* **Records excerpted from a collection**
╭──
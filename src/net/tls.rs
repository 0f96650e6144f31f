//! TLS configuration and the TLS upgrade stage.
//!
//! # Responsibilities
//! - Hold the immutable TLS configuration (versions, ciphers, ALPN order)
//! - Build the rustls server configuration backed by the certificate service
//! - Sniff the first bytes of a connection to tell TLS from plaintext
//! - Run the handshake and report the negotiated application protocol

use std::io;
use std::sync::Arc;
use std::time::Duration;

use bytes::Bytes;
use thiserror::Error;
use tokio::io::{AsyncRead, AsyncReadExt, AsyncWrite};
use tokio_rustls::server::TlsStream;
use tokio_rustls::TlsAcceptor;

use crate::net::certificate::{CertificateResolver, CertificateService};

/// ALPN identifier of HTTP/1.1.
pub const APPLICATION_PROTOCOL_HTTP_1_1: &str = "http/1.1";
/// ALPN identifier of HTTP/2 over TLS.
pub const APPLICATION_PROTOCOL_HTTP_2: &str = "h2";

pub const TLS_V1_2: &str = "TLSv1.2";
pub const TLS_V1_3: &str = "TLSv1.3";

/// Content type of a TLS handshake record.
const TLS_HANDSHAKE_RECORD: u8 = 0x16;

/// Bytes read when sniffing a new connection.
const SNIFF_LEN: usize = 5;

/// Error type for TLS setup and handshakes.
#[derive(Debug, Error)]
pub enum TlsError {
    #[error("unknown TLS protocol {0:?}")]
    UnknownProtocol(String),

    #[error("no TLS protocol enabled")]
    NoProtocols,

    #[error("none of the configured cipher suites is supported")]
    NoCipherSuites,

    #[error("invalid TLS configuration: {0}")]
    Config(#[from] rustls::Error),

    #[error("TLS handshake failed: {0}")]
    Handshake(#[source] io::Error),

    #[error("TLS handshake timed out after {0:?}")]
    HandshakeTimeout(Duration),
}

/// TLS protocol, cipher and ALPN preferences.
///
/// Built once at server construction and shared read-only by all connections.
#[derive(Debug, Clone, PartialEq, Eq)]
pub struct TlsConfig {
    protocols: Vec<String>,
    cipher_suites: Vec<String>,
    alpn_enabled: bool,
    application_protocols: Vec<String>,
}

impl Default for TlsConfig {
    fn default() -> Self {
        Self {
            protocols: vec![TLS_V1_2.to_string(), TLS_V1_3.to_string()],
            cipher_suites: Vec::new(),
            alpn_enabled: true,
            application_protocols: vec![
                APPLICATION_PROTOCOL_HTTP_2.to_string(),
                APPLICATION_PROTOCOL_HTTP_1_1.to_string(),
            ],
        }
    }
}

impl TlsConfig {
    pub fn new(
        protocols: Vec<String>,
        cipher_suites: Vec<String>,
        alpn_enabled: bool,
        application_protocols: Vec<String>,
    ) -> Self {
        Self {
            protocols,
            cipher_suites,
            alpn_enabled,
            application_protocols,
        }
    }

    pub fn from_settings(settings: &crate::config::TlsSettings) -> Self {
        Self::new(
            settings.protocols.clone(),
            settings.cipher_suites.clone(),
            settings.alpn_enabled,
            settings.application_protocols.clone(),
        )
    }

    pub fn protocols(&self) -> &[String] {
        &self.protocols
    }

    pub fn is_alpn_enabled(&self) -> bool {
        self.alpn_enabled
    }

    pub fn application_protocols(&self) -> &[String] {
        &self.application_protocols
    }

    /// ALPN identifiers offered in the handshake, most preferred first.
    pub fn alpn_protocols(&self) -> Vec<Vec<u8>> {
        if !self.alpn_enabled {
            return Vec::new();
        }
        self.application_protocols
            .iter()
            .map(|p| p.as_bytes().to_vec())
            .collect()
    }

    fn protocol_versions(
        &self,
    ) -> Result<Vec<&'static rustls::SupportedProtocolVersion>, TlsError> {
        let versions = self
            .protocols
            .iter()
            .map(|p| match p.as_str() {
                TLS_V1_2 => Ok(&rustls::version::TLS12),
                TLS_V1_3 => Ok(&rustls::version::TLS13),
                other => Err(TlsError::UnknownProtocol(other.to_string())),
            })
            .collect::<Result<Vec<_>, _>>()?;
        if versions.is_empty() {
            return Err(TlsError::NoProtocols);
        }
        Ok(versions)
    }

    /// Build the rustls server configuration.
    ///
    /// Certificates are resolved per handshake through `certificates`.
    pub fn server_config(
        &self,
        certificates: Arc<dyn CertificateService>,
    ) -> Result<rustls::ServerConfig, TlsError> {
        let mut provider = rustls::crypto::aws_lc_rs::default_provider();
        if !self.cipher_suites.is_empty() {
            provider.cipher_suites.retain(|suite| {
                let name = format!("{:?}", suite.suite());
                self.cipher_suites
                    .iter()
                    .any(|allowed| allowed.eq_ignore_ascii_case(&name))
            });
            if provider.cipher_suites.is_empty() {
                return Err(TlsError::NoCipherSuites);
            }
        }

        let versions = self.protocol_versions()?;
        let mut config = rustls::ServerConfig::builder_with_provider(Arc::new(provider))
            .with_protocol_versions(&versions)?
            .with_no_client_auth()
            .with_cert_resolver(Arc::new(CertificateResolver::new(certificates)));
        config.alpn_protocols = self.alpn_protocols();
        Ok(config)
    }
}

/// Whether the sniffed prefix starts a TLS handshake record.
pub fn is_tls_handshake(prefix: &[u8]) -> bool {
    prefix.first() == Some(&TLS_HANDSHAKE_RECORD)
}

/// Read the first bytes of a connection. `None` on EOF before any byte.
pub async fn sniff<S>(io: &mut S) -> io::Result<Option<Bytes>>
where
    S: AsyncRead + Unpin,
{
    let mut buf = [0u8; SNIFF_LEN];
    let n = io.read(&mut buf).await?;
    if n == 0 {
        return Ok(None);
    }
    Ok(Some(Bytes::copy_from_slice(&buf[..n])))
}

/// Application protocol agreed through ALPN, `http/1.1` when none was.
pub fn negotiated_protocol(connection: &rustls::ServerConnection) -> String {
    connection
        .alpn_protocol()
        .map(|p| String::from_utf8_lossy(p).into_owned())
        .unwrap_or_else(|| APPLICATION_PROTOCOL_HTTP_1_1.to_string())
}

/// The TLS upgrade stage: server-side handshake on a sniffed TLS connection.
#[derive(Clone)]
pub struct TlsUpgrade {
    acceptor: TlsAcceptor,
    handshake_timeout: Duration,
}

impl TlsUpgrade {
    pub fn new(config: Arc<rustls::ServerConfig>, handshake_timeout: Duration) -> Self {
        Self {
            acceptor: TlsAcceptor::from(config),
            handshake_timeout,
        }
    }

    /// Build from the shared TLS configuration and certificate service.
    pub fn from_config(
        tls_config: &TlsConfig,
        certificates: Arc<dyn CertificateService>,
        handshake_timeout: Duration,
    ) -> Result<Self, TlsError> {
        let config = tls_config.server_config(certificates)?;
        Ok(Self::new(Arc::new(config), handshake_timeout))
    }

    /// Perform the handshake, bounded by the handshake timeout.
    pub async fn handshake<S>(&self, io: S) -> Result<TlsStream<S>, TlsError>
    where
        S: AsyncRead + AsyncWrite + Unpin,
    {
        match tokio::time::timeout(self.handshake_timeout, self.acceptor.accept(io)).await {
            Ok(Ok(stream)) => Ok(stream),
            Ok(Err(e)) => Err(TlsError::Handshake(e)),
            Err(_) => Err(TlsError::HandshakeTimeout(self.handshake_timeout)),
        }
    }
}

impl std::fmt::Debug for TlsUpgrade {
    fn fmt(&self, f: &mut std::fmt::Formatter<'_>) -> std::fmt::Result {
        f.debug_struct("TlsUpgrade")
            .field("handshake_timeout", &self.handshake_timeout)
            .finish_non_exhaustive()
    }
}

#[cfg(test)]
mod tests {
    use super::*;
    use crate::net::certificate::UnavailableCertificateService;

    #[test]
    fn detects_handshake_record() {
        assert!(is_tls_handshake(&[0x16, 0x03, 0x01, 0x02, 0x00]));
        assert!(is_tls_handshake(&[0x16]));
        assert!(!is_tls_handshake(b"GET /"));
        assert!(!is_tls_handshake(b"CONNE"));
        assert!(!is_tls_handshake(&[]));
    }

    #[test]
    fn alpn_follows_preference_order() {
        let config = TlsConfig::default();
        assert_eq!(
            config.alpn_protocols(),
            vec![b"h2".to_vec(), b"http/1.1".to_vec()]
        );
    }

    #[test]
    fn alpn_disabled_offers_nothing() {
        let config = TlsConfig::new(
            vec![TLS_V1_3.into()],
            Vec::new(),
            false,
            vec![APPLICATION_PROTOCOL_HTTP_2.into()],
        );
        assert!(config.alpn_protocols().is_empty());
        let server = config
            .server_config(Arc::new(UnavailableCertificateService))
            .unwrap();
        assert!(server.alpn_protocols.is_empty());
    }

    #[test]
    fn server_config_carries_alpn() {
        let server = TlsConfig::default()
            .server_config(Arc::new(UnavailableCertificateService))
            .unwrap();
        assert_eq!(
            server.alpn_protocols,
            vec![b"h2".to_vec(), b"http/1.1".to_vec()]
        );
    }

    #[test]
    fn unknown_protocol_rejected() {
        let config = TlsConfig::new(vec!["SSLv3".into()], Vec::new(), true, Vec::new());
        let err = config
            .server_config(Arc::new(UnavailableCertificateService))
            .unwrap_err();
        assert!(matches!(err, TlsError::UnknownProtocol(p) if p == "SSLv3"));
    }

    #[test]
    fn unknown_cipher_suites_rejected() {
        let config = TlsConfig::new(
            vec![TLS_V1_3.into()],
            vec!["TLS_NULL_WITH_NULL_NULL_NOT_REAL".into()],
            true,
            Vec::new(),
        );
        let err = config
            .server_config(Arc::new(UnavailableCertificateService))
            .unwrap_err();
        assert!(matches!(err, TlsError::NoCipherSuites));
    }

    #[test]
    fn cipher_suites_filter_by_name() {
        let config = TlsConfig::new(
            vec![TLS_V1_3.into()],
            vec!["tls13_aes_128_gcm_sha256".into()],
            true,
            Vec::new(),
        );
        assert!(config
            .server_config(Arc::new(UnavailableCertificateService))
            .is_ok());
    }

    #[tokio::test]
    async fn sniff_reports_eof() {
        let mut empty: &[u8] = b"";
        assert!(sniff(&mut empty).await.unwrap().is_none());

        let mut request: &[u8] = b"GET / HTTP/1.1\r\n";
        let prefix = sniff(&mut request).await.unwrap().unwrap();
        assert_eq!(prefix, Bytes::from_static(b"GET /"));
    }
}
╰──
╭──
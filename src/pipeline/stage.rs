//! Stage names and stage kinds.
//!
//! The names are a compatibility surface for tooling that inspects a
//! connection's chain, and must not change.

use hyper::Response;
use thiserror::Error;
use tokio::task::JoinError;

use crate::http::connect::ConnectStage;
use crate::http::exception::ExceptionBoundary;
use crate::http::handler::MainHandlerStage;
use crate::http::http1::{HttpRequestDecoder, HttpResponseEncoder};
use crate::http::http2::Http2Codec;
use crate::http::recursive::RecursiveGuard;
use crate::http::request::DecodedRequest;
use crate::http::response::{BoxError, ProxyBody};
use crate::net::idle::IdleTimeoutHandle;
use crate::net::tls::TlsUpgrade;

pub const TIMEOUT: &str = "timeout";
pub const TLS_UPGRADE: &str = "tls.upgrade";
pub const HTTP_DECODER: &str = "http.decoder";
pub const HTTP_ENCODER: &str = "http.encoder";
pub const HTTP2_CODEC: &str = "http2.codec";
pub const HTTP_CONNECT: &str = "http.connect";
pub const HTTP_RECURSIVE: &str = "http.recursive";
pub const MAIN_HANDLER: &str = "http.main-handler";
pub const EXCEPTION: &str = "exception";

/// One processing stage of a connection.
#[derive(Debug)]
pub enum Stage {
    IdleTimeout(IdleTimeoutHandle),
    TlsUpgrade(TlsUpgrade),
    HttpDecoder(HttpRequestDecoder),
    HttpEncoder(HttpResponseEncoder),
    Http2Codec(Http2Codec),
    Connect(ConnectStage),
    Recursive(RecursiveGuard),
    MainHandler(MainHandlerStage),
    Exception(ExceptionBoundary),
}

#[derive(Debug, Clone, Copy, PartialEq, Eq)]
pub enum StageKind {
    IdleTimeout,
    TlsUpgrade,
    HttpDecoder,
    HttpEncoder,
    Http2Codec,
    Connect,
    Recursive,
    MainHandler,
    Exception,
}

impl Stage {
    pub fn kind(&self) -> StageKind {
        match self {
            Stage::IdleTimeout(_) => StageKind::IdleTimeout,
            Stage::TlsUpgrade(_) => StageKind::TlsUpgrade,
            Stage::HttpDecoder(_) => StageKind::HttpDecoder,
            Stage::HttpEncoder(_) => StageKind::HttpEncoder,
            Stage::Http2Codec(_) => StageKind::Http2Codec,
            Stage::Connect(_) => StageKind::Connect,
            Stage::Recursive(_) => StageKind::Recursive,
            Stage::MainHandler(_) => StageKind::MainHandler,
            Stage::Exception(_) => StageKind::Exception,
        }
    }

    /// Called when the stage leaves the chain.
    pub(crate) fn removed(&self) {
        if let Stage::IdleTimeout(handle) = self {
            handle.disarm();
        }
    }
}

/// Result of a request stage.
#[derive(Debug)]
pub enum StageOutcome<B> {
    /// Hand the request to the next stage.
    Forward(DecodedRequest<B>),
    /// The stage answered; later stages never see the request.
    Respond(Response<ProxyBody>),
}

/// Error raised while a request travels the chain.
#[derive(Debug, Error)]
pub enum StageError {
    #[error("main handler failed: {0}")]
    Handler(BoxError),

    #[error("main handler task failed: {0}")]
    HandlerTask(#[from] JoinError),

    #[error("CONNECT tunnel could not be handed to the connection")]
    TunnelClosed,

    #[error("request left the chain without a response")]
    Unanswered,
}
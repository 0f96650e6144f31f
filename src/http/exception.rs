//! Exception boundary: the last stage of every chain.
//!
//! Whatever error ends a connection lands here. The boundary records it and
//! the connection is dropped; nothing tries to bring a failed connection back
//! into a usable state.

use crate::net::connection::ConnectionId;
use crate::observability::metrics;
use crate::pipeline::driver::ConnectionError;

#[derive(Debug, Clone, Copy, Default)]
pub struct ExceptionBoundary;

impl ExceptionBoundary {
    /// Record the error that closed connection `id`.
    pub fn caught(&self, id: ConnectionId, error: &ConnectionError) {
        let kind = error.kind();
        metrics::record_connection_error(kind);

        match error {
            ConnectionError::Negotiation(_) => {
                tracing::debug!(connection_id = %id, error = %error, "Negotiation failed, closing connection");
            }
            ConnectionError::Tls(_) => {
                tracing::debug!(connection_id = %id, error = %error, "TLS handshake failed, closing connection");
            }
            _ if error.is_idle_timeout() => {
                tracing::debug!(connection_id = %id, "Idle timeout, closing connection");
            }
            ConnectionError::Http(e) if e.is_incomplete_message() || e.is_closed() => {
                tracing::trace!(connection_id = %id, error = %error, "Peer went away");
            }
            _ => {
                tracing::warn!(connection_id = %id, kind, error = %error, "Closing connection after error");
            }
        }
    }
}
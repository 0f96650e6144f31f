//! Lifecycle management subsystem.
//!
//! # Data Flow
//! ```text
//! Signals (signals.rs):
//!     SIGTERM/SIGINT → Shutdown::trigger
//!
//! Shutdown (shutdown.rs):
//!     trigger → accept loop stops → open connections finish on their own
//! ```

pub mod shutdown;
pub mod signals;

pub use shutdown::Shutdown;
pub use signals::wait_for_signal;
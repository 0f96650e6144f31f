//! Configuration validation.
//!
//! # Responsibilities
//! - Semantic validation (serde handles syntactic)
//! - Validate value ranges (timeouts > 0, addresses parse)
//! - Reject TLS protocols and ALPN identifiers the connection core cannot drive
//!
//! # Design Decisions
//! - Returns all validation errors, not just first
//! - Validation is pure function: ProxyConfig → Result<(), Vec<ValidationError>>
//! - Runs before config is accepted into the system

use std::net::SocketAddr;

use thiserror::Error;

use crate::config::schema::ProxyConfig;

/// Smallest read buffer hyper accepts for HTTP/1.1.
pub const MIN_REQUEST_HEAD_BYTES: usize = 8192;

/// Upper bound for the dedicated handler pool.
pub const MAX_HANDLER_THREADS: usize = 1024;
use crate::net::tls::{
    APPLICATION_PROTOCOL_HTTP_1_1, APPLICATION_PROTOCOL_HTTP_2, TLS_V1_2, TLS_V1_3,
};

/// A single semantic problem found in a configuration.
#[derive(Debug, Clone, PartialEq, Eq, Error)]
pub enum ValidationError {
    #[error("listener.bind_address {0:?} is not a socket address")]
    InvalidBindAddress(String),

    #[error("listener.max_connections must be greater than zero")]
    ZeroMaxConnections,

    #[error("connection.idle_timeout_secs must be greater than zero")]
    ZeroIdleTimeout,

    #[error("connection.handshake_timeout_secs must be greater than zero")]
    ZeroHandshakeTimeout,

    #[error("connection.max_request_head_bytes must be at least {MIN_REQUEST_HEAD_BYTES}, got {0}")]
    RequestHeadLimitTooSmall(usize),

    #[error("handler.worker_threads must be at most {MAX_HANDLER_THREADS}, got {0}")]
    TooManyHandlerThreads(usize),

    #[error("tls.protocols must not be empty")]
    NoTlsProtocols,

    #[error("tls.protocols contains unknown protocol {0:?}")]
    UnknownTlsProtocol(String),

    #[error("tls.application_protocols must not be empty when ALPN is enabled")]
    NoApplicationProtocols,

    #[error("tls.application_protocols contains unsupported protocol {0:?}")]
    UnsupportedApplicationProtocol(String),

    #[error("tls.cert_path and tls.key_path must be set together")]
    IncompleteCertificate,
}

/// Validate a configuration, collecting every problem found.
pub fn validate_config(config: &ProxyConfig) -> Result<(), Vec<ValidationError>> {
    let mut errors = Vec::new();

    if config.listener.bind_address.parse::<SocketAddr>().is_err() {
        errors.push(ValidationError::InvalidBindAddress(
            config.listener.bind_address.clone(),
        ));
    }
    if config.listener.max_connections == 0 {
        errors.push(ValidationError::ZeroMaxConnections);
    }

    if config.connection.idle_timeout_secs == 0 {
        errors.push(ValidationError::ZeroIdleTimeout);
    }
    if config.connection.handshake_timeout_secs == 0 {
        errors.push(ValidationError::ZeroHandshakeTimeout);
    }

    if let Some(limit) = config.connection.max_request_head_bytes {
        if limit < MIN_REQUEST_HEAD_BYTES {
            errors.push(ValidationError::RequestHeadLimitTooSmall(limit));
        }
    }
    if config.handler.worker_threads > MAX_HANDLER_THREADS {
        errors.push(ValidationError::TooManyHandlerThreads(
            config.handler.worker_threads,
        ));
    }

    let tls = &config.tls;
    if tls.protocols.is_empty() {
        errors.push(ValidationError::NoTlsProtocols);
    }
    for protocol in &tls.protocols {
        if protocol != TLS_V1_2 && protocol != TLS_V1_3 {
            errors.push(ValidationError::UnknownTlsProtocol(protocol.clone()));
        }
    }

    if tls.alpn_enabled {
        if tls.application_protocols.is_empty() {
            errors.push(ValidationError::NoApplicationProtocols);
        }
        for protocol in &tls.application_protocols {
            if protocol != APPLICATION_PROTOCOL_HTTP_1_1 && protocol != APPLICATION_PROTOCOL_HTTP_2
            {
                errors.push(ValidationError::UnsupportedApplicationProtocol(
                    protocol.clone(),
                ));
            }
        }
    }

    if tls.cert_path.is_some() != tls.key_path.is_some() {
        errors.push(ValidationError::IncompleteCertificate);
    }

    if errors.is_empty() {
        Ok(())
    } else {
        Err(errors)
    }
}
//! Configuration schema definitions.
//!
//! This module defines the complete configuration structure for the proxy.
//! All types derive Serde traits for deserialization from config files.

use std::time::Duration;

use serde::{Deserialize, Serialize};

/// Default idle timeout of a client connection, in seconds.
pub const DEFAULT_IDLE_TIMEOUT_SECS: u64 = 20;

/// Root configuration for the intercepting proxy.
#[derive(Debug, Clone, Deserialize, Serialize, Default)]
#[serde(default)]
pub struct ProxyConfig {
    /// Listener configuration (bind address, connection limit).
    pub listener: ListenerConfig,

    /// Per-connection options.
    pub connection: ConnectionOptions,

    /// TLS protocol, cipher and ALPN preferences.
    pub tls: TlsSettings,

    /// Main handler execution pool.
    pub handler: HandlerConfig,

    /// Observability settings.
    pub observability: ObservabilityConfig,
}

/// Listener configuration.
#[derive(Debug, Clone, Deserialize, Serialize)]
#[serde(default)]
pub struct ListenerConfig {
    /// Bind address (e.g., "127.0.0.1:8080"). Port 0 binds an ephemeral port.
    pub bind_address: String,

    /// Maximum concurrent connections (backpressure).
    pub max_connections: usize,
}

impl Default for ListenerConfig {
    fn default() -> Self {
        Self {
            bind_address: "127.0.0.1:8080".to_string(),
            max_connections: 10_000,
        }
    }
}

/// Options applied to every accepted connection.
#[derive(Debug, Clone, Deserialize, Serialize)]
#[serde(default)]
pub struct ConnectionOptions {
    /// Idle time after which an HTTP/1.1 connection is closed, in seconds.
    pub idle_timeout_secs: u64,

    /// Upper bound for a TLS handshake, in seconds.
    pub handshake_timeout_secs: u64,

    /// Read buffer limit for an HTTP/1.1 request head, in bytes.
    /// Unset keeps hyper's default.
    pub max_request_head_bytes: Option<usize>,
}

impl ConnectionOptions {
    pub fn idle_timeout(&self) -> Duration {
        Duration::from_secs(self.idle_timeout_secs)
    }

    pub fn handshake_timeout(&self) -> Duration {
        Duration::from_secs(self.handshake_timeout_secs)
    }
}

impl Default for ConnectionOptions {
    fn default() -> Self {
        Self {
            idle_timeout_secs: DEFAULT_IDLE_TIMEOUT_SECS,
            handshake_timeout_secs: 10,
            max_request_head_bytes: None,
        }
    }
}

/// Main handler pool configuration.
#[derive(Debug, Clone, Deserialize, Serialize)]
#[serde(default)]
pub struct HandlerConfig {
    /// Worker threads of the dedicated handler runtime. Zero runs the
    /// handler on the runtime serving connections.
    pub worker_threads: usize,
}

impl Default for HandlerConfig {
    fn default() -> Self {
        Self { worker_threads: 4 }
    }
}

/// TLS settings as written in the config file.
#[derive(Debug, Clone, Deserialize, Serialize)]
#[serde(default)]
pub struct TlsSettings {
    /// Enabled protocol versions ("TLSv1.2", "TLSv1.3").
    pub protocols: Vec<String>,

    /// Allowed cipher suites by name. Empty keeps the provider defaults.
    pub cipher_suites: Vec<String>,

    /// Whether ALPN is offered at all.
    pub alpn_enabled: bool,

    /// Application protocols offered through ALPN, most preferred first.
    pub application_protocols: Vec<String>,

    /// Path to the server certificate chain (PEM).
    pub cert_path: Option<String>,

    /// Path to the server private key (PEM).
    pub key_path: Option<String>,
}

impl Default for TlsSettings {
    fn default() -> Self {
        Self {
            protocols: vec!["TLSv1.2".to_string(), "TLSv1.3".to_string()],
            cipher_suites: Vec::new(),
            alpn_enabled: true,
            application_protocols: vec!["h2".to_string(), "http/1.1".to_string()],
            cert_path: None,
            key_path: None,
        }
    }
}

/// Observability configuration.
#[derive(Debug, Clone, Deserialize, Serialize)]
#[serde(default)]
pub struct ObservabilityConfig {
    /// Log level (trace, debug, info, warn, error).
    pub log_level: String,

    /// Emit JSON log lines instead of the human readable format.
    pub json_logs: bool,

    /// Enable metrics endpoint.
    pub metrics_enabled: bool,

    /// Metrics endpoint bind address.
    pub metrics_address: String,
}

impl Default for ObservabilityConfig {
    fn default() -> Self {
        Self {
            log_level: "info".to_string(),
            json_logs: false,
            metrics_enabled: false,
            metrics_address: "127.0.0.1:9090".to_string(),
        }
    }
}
╰──
╭──
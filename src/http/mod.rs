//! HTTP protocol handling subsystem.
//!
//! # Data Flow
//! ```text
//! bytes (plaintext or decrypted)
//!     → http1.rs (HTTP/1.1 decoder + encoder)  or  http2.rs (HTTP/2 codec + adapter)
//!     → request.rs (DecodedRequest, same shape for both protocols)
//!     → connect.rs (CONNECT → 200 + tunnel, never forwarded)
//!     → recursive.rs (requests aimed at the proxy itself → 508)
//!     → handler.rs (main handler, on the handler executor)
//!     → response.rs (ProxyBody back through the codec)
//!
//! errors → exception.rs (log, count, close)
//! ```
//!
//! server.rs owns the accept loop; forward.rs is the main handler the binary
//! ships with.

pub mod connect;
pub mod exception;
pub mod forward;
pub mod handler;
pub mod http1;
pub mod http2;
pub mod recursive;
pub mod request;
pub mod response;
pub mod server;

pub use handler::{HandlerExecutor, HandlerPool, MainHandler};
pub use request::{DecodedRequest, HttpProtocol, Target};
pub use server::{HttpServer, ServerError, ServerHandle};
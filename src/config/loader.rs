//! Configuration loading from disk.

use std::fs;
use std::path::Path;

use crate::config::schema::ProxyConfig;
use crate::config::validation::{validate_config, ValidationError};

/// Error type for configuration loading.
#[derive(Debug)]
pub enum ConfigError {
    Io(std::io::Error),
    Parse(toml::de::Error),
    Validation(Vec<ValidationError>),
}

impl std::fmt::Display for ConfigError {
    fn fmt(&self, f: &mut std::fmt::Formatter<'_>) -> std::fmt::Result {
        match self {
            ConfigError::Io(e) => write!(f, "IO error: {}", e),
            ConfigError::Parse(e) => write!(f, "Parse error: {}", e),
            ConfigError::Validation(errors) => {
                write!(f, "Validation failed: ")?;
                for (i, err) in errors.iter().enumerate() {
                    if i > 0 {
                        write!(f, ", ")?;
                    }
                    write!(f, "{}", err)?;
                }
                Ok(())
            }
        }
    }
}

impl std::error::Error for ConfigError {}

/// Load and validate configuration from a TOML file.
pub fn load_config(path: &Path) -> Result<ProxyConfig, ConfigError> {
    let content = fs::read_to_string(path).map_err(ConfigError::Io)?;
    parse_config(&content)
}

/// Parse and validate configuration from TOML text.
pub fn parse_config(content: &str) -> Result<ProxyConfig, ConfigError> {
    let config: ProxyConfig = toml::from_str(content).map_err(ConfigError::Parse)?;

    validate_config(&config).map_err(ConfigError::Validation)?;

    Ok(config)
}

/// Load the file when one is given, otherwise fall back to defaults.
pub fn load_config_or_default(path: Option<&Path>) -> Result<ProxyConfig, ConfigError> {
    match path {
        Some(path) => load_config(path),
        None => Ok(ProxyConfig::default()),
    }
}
╰──
* **Task**
Check each line in the records above for the word "loading". Return those that have it.

* **Answer space**
//! Configuration loading from disk.
/// Error type for configuration loading.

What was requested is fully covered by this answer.